__Entries provided__:
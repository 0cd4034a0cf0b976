// SPDX-License-Identifier: MIT
//
// Application configuration.

use std::time::Duration;

use serde::{Deserialize, Serialize};

/// Persistent application settings.
#[derive(Debug, Clone, Serialize, Deserialize)]
pub struct AppConfig {
    /// Port for the scan hand-off HTTP server.
    pub server_port: u16,
    /// Sessions with no activity for this long are removed by the sweep.
    pub session_timeout_secs: u64,
    /// Interval between expiry sweep passes.
    pub sweep_interval_secs: u64,
    /// Maximum captured images per session.
    pub max_images_per_session: usize,
    /// Maximum live sessions held by the process.
    pub max_sessions: usize,
    /// Maximum bytes accepted per HTTP request (image uploads are base64,
    /// so this bounds per-capture memory).
    pub max_request_bytes: usize,
}

impl Default for AppConfig {
    fn default() -> Self {
        Self {
            server_port: 8462,
            session_timeout_secs: 600,
            sweep_interval_secs: 60,
            max_images_per_session: 100,
            max_sessions: 1024,
            max_request_bytes: 32 * 1024 * 1024,
        }
    }
}

impl AppConfig {
    pub fn session_timeout(&self) -> Duration {
        Duration::from_secs(self.session_timeout_secs)
    }

    pub fn sweep_interval(&self) -> Duration {
        Duration::from_secs(self.sweep_interval_secs)
    }
}
// SPDX-License-Identifier: MIT
//
// Bounded polling for sessions that are not yet visible.
//
// The mobile client distinguishes "session not yet ready" (retry with a
// fixed delay) from "failed definitively" (give up and prompt the user to
// reconnect). In this single-process deployment a just-created session is
// visible immediately, but the retry contract is kept at the boundary: a
// multi-instance deployment without shared session storage would
// reintroduce the visibility race.

use std::time::Duration;

use tracing::{debug, warn};

use scanbridge_core::error::Result;
use scanbridge_core::types::{SessionId, SessionSnapshot};

use crate::store::SessionStore;

/// Polling policy: bounded attempts with a fixed delay between them.
#[derive(Debug, Clone, Copy)]
pub struct PollConfig {
    /// Total lookup attempts before giving up.
    pub max_attempts: u32,
    /// Fixed delay between attempts.
    pub delay: Duration,
}

impl Default for PollConfig {
    fn default() -> Self {
        Self {
            max_attempts: 10,
            delay: Duration::from_millis(300),
        }
    }
}

/// Look up a session, retrying on not-found until it becomes visible or
/// attempts are exhausted.
///
/// Only `SessionNotFound` is retried; every other failure is a caller
/// error and surfaces immediately. The final not-found is returned when
/// retries run out.
pub async fn poll_session(
    store: &SessionStore,
    id: &SessionId,
    config: &PollConfig,
) -> Result<SessionSnapshot> {
    let attempts = config.max_attempts.max(1);

    for attempt in 1..=attempts {
        match store.get(id) {
            Ok(snapshot) => return Ok(snapshot),
            Err(err) if err.is_not_found() && attempt < attempts => {
                debug!(
                    session_id = %id,
                    attempt,
                    delay_ms = config.delay.as_millis(),
                    "session not yet visible, retrying"
                );
                tokio::time::sleep(config.delay).await;
            }
            Err(err) => {
                if err.is_not_found() {
                    warn!(session_id = %id, attempts, "session never became visible");
                }
                return Err(err);
            }
        }
    }
    unreachable!("loop always returns on the final attempt")
}

#[cfg(test)]
mod tests {
    use super::*;
    use std::sync::Arc;

    fn quick_config(max_attempts: u32) -> PollConfig {
        PollConfig {
            max_attempts,
            delay: Duration::from_millis(10),
        }
    }

    #[tokio::test]
    async fn immediate_hit_needs_no_retry() {
        let store = SessionStore::with_timeout(Duration::from_secs(60));
        let id = store.create().expect("create");

        let snap = poll_session(&store, &id, &quick_config(3))
            .await
            .expect("poll");
        assert_eq!(snap.session_id, id);
    }

    #[tokio::test]
    async fn exhausted_retries_surface_not_found() {
        let store = SessionStore::with_timeout(Duration::from_secs(60));
        let ghost = SessionId::new();

        let err = poll_session(&store, &ghost, &quick_config(3))
            .await
            .expect_err("never visible");
        assert!(err.is_not_found());
    }

    #[tokio::test]
    async fn late_session_is_found_within_bounds() {
        let store = Arc::new(SessionStore::with_timeout(Duration::from_secs(60)));
        let id = SessionId::new();

        // Simulate delayed visibility: the "desktop" creates a session a
        // couple of poll intervals after the "mobile" starts looking. The
        // store has no insert-with-id API by design, so stand in for the
        // race by pre-creating and only publishing the id later.
        let publisher = {
            let store = Arc::clone(&store);
            tokio::spawn(async move {
                tokio::time::sleep(Duration::from_millis(25)).await;
                store.create().expect("create")
            })
        };

        // The ghost id stays invisible for the whole window.
        let err = poll_session(&store, &id, &quick_config(2))
            .await
            .expect_err("ghost id");
        assert!(err.is_not_found());

        // The real id resolves on the first attempt once published.
        let real = publisher.await.expect("publisher task");
        let snap = poll_session(&store, &real, &quick_config(5))
            .await
            .expect("poll real");
        assert_eq!(snap.session_id, real);
    }
}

__Task description__:
Nothing should appear in the answer except the lines above from the line with "use scanbridge_core::error::Result;" through the line with "attempts are exhausted.", both included, written out exactly.

__Exercise answer__:
use scanbridge_core::error::Result;
use scanbridge_core::types::{SessionId, SessionSnapshot};

use crate::store::SessionStore;

/// Polling policy: bounded attempts with a fixed delay between them.
#[derive(Debug, Clone, Copy)]
pub struct PollConfig {
    /// Total lookup attempts before giving up.
    pub max_attempts: u32,
    /// Fixed delay between attempts.
    pub delay: Duration,
}

impl Default for PollConfig {
    fn default() -> Self {
        Self {
            max_attempts: 10,
            delay: Duration::from_millis(300),
        }
    }
}

/// Look up a session, retrying on not-found until it becomes visible or
/// attempts are exhausted.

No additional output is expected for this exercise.